YOUR INSTRUCTIONS.
Beginning with the line below that contains "repository 588394752b9bcb8d" and ending with the line that contains "impl<'d, 'a> ReferenceMapPopulator<'d, 'a>", copy every line exactly. Copy nothing else.

RECORDS SHOWN.
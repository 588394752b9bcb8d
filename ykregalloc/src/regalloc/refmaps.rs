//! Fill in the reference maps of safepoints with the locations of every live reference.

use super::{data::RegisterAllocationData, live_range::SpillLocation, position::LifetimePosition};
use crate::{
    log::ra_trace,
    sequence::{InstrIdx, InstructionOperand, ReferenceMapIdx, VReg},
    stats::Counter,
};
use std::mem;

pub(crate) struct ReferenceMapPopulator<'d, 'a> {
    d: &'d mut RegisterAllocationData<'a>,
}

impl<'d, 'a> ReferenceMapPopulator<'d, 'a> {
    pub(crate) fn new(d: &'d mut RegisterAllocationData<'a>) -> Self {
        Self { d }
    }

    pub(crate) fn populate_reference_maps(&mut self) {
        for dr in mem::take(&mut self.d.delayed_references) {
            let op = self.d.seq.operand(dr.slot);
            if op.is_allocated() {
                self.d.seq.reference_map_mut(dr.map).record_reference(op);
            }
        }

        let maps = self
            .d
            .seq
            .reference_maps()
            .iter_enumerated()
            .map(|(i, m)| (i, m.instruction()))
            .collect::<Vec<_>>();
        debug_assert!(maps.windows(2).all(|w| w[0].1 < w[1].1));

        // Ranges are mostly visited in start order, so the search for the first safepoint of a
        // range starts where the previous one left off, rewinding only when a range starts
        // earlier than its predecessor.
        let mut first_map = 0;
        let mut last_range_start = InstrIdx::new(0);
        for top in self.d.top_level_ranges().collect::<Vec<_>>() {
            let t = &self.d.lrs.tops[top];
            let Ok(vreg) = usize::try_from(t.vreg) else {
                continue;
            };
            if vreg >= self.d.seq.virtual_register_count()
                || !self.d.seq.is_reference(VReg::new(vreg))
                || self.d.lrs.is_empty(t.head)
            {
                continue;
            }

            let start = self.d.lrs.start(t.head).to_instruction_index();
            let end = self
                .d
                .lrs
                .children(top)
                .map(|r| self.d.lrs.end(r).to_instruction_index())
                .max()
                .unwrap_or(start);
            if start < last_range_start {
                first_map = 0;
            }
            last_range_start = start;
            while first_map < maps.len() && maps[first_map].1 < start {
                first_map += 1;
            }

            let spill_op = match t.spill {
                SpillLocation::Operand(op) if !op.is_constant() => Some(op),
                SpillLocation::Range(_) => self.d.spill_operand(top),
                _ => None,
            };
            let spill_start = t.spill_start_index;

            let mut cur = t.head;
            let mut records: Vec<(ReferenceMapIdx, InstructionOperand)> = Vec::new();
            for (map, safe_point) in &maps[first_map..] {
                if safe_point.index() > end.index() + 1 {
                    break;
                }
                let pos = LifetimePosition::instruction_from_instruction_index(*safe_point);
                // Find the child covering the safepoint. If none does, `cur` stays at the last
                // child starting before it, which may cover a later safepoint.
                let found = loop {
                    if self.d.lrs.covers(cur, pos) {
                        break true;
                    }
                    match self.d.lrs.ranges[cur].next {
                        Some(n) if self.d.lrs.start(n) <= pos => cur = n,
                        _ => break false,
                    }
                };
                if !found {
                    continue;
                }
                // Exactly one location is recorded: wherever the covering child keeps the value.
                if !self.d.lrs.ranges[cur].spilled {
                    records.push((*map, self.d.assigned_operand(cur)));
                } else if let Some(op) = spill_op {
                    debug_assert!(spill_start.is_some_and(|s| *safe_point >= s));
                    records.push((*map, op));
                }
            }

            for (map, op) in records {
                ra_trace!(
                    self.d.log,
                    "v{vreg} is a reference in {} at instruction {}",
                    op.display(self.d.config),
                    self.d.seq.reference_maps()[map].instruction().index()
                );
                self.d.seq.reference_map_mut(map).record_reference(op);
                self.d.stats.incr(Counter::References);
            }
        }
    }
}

...

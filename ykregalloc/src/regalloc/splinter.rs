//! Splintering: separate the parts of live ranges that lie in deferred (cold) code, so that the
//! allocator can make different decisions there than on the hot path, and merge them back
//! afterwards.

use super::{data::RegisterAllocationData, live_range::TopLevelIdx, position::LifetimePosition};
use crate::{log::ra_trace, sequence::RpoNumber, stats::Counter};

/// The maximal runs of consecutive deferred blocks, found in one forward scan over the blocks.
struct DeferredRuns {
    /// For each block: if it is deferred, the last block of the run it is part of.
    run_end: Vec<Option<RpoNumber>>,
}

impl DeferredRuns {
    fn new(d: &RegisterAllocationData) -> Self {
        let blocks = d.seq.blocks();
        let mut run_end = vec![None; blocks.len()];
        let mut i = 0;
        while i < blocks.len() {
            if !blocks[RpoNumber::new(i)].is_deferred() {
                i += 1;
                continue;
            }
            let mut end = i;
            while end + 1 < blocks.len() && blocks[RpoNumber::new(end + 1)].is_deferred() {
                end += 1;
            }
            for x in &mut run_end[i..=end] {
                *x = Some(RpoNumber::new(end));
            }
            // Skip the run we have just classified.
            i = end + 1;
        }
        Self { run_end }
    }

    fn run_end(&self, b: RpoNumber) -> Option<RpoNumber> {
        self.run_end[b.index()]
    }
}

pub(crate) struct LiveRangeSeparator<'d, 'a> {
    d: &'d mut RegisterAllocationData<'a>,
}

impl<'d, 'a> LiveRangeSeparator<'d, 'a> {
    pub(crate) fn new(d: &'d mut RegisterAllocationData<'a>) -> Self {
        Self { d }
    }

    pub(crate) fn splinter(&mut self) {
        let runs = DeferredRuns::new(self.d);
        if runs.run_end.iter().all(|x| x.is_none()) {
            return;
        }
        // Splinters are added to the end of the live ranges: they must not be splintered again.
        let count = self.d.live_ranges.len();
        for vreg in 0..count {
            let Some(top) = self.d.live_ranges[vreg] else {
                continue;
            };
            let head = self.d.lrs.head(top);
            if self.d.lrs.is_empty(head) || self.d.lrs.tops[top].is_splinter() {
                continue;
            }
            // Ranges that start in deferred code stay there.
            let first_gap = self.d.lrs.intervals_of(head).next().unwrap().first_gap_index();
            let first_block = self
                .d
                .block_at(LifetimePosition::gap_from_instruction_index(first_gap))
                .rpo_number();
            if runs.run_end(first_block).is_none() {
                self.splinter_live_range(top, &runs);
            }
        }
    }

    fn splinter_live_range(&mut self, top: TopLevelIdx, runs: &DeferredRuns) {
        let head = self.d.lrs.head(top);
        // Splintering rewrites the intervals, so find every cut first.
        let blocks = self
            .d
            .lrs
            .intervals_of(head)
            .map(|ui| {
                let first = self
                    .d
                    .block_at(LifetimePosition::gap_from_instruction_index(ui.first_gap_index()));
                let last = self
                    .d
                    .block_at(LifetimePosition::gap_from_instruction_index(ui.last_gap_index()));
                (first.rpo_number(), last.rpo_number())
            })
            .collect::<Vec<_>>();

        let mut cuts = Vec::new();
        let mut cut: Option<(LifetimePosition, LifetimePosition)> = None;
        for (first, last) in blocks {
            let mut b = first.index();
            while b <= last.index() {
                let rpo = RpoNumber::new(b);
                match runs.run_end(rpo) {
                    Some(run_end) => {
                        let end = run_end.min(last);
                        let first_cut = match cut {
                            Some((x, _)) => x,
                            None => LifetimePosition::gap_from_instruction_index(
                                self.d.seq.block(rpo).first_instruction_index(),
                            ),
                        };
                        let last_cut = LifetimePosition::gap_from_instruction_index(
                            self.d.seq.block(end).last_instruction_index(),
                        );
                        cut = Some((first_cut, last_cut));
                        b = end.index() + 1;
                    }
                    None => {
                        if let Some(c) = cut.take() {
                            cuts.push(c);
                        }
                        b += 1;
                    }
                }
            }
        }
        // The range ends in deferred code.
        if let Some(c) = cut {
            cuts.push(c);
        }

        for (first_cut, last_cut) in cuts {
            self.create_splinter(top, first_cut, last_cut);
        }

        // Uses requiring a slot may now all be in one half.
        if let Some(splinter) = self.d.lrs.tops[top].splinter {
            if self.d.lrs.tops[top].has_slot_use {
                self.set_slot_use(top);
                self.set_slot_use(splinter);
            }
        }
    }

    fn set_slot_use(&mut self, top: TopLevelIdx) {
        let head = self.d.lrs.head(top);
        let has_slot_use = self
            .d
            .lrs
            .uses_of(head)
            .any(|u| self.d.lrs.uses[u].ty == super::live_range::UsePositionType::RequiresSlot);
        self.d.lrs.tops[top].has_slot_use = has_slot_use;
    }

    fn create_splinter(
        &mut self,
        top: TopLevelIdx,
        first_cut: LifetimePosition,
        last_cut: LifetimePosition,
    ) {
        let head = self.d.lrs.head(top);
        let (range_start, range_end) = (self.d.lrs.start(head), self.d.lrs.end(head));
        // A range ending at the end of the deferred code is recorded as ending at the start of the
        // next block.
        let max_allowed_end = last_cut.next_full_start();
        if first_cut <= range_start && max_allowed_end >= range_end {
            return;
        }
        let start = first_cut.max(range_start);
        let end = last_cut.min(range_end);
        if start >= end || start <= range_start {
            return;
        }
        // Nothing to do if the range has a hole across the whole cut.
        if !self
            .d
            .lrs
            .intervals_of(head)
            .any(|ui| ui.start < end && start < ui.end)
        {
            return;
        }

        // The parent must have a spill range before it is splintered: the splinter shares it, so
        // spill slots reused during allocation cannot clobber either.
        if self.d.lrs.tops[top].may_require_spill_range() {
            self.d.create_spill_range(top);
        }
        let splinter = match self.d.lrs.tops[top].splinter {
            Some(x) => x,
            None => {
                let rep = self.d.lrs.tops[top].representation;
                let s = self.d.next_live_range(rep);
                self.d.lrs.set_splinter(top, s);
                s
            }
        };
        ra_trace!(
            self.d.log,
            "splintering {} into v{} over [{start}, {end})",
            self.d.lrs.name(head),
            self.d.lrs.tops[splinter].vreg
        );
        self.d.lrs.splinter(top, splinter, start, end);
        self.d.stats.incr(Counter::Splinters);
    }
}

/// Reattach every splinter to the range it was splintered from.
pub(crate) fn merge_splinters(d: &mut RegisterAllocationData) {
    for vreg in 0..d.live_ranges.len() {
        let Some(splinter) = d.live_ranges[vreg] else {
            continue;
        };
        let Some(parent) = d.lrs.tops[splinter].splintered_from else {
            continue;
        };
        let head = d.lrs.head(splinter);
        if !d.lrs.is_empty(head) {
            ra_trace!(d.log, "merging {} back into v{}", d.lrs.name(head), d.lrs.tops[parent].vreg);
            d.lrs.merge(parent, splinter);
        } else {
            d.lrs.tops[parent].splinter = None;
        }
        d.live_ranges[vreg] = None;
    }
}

RESULT OF THIS EXERCISE.
repository 588394752b9bcb8d
filename ykregalloc/src/regalloc/refmaps.rs
//! Fill in the reference maps of safepoints with the locations of every live reference.

use super::{data::RegisterAllocationData, live_range::SpillLocation, position::LifetimePosition};
use crate::{
    log::ra_trace,
    sequence::{InstrIdx, InstructionOperand, ReferenceMapIdx, VReg},
    stats::Counter,
};
use std::mem;

pub(crate) struct ReferenceMapPopulator<'d, 'a> {
    d: &'d mut RegisterAllocationData<'a>,
}

impl<'d, 'a> ReferenceMapPopulator<'d, 'a> {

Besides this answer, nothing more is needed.